Plaque one - ground level "This plaque marks the site of the southern approach to the second Victoria Bridge, completed in 1897 at a cost of £125,000 to replace the bridge destroyed by floods in 1896. When the bridge was demolished in 1969, following the completion of the present bridge, this section was retained as a memorial to the endeavour of successive generations of Brisbane's citizens to provide swift means of cross-river transport."

Plaque two - first landing "This stonework is all that remains of the first permanent bridge to span the Brisbane River. A temporary wooden structure was erected in 1865 as staging for the permanent bridge, but was closed to traffic from Nov 1897 as a result of flood damage. On the 15th June 1874 the new bridge was opened and named Victoria Bridge.

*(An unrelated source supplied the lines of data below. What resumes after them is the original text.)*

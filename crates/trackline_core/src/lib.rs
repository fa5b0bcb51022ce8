//! # TRACKLINE Core
//!
//! Fixed-capacity runner storage and neighbor search for the race simulation:
//! - O(100) runners ticked every frame
//! - Zero allocations once the race is set up
//! - State laid out so a render consumer can read it without copying
//!
//! ## Architecture Rules
//!
//! 1. **Capacity is fixed** - arrays are sized once, `add` only moves a cursor
//! 2. **Data-oriented design** - every component is its own dense array
//! 3. **Deterministic** - all randomness comes from a seeded `ChaCha8Rng`
//!
//! ## Example
//!
//! ```rust,ignore
//! use trackline_core::{ComponentStore, RaceProfile};
//!
//! let mut store = ComponentStore::new(100, 5, 0x5EED);
//! let profile = RaceProfile::new(vec![180.0, 360.0, 540.0, 720.0, 900.0])?;
//! let id = store.add_entity(&profile, 1.0, true)?;
//! ```

#![deny(missing_docs)]
#![deny(unsafe_code)]
#![deny(clippy::all)]
#![warn(clippy::pedantic)]
#![deny(clippy::perf)]

pub mod ecs;
pub mod error;
pub mod spatial;

pub use ecs::{
    Animation, ColumnsMut, Component, ComponentStorage, ComponentStore, EntityId, Position,
    ProfileTable, RaceProfile, StatusFlags, Velocity,
};
pub use error::{CoreError, CoreResult};
pub use spatial::{CellKey, SpatialHashGrid};
//! # Spatial Indexing
//!
//! Per-tick acceleration structure for neighbor queries on the ground plane.
//! Rebuilt from scratch every tick; nothing survives between ticks except the
//! recycled bucket allocations.

mod grid;

pub use grid::{CellKey, SpatialHashGrid};
//! # Movement System
//!
//! Advances every runner along the route from its pacing plan:
//!
//! 1. flag runners that reached the race distance
//! 2. pick the target speed (segment pace, or cooldown once finished)
//! 3. move the current speed toward it, limited by the acceleration rate
//! 4. integrate distance
//! 5. advance the stride animation

use trackline_core::{ColumnsMut, EntityId, StatusFlags};

use super::TickInput;
use crate::config::MovementConfig;

/// Pace of the segment containing `distance`.
///
/// Segment `k = floor(distance / segment_length)`, clamped to the split table.
/// Negative distances (behind the start line) use the first segment.
#[inline]
#[must_use]
#[allow(clippy::cast_possible_truncation, clippy::cast_sign_loss)]
pub fn segment_pace(splits: &[f32], segment_length: f32, distance: f32, time_scale: f32) -> f32 {
    let last = splits.len() - 1;
    let k = ((distance.max(0.0) / segment_length) as usize).min(last);
    let start = if k == 0 { 0.0 } else { splits[k - 1] };
    segment_length / (splits[k] - start) / time_scale
}

/// Moves `current` toward `target` by at most `max_step`, never past it.
#[inline]
#[must_use]
pub fn approach(current: f32, target: f32, max_step: f32) -> f32 {
    current + (target - current).clamp(-max_step, max_step)
}

/// The movement pass.
#[derive(Clone, Debug)]
pub struct MovementSystem {
    config: MovementConfig,
}

impl MovementSystem {
    /// Creates the system with the given tuning.
    #[must_use]
    pub const fn new(config: MovementConfig) -> Self {
        Self { config }
    }

    /// Returns the tuning in use.
    #[must_use]
    pub const fn config(&self) -> &MovementConfig {
        &self.config
    }

    /// Runs one movement step over every active runner.
    ///
    /// Runners that crossed the race distance since the previous call get
    /// [`StatusFlags::FINISHED`] and are appended to `finished` in id order.
    /// Returns how many finished during this call.
    #[allow(clippy::cast_possible_truncation)]
    pub fn update(
        &self,
        cols: &mut ColumnsMut<'_>,
        input: &TickInput,
        finished: &mut Vec<EntityId>,
    ) -> usize {
        let cfg = &self.config;
        let profiles = cols.profiles;
        let max_step = cfg.acceleration_rate * input.delta;
        let mut newly_finished = 0;

        for i in 0..cols.len() {
            let splits = profiles.splits(i);
            let pos = &mut cols.positions[i];
            let vel = &mut cols.velocities[i];
            let flags = &mut cols.flags[i];

            if !flags.is_finished() && pos.distance >= input.race_distance {
                flags.insert(StatusFlags::FINISHED);
                finished.push(EntityId::new(i as u32));
                newly_finished += 1;
            }

            vel.target = if flags.is_finished() {
                cfg.cooldown_factor
                    * segment_pace(
                        splits,
                        cfg.segment_length,
                        input.race_distance - 1.0,
                        input.time_scale,
                    )
            } else {
                segment_pace(splits, cfg.segment_length, pos.distance, input.time_scale)
            };

            vel.current = approach(vel.current, vel.target, max_step);
            pos.distance += vel.current * input.delta;

            let anim = &mut cols.animations[i];
            let rate = (vel.current / cfg.base_animation_speed).max(cfg.min_animation_scale);
            anim.phase += input.delta * rate * anim.stride;
        }

        newly_finished
    }
}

The northern section of the Victoria Bridge collapsed on 6 February 1893 under pressure from debris during the disastrous flood of that year."

== Heritage listing ==
Former Victoria Bridge Abutment was listed on the Queensland Heritage Register on 21 August 1992 having satisfied the following criteria.

The place is important in demonstrating the evolution or pattern of Queensland's history.

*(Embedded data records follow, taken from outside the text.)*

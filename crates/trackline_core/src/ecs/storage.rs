//! # Component Storage
//!
//! Pre-allocated, dense component storage with zero runtime allocations.
//!
//! The storage uses a dense array strategy:
//! - All component slots are pre-allocated at creation
//! - Access is O(1) via entity index
//! - Iteration is cache-friendly (contiguous memory)

use super::component::Component;

/// Pre-allocated storage for a single component type.
///
/// This storage guarantees:
/// - Zero allocations after initialization
/// - O(1) access by entity index
/// - Cache-friendly iteration
///
/// # Example
///
/// ```rust,ignore
/// let mut storage: ComponentStorage<Velocity> = ComponentStorage::new(128);
/// storage.set(0, Velocity { current: 4.2, target: 5.0 });
/// ```
pub struct ComponentStorage<C: Component> {
    /// The dense array of components.
    data: Box<[C]>,
}

impl<C: Component> ComponentStorage<C> {
    /// Creates new component storage with the specified capacity.
    ///
    /// All slots are initialized to the component's default value.
    ///
    /// # Panics
    ///
    /// Panics if capacity is zero.
    #[must_use]
    pub fn new(capacity: usize) -> Self {
        assert!(capacity > 0, "Capacity must be greater than zero");

        // Pre-allocate all memory upfront
        let data = vec![C::default(); capacity].into_boxed_slice();

        Self { data }
    }

    /// Returns the capacity of this storage.
    #[inline]
    #[must_use]
    pub fn capacity(&self) -> usize {
        self.data.len()
    }

    /// Gets a component by entity index, or `None` past the capacity.
    #[inline]
    #[must_use]
    pub fn get(&self, index: usize) -> Option<&C> {
        self.data.get(index)
    }

    /// Gets a mutable component by entity index, or `None` past the capacity.
    #[inline]
    pub fn get_mut(&mut self, index: usize) -> Option<&mut C> {
        self.data.get_mut(index)
    }

    /// Overwrites the slot at `index`.
    ///
    /// Returns `false` if the index is out of bounds.
    #[inline]
    pub fn set(&mut self, index: usize, component: C) -> bool {
        if let Some(slot) = self.data.get_mut(index) {
            *slot = component;
            true
        } else {
            false
        }
    }

    /// Returns a slice of all components.
    #[inline]
    #[must_use]
    pub fn as_slice(&self) -> &[C] {
        &self.data
    }

    /// Returns a mutable slice of all components.
    #[inline]
    pub fn as_mut_slice(&mut self) -> &mut [C] {
        &mut self.data
    }

    /// Resets a component slot to its default value.
    #[inline]
    pub fn reset(&mut self, index: usize) {
        if let Some(slot) = self.data.get_mut(index) {
            *slot = C::default();
        }
    }
}

#[cfg(test)]
mod tests {
    use super::*;
    use crate::ecs::component::Velocity;

    #[test]
    fn test_storage_creation() {
        let storage: ComponentStorage<Velocity> = ComponentStorage::new(128);
        assert_eq!(storage.capacity(), 128);
        assert_eq!(storage.as_slice().len(), 128);
    }

    #[test]
    fn test_storage_get_set_reset() {
        let mut storage: ComponentStorage<Velocity> = ComponentStorage::new(10);

        let vel = Velocity { current: 3.0, target: 4.0 };
        assert!(storage.set(5, vel));
        assert_eq!(*storage.get(5).unwrap(), vel);

        storage.reset(5);
        assert_eq!(*storage.get(5).unwrap(), Velocity::default());
    }

    #[test]
    fn test_storage_bounds() {
        let mut storage: ComponentStorage<Velocity> = ComponentStorage::new(10);
        assert!(storage.get(10).is_none());
        assert!(storage.get(9).is_some());
        assert!(!storage.set(10, Velocity::default()));
        assert!(storage.get_mut(10).is_none());
    }
}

The Victoria Bridge Abutment stands as a memorial of the first permanent bridge to be constructed across the Brisbane River which did not succumb to the forces of nature. The opening of the bridge in 1897 provided a major boost to the continued development of the City of South Brisbane which had first received its development impetus from the introduction of cross-river transport provided by the previous bridges at this location.

The place has potential to yield information that will contribute to an understanding of Queensland's history.

The manner of the design reflects the aesthetic values of Brisbane's early public structures and provides information regarding the manner in which the engineering challenges of the site were addressed.

The place is important because of its aesthetic significance.

The manner of the design reflects the aesthetic values of Brisbane's early public structures and provides information regarding the manner in which the engineering challenges of the site were addressed.

The place has a strong or special association with a particular community or cultural group for social, cultural or spiritual reasons.

The Victoria Bridge Abutment has a high social value for the Greek community of Brisbane, containing as it does, the memorial to Hector Vasyli, a young Greek Australian boy who died while demonstrating his loyalty to his adopted homeland. This association is further demonstrated by the role of the Greek community in ensuring that this portion of the bridge was retained to provide a fitting location for the memorial plaque erected in the memory of the Vasyli boy and the continued practice of conducting a memorial service for the boy each Anzac Day.

The place has a special association with the life or work of a particular person, group or organisation of importance in Queensland's history.

The elegance of this remaining portion serves as a reminder of the grace and style of the substantial structure designed by A B Brady, Government Architect.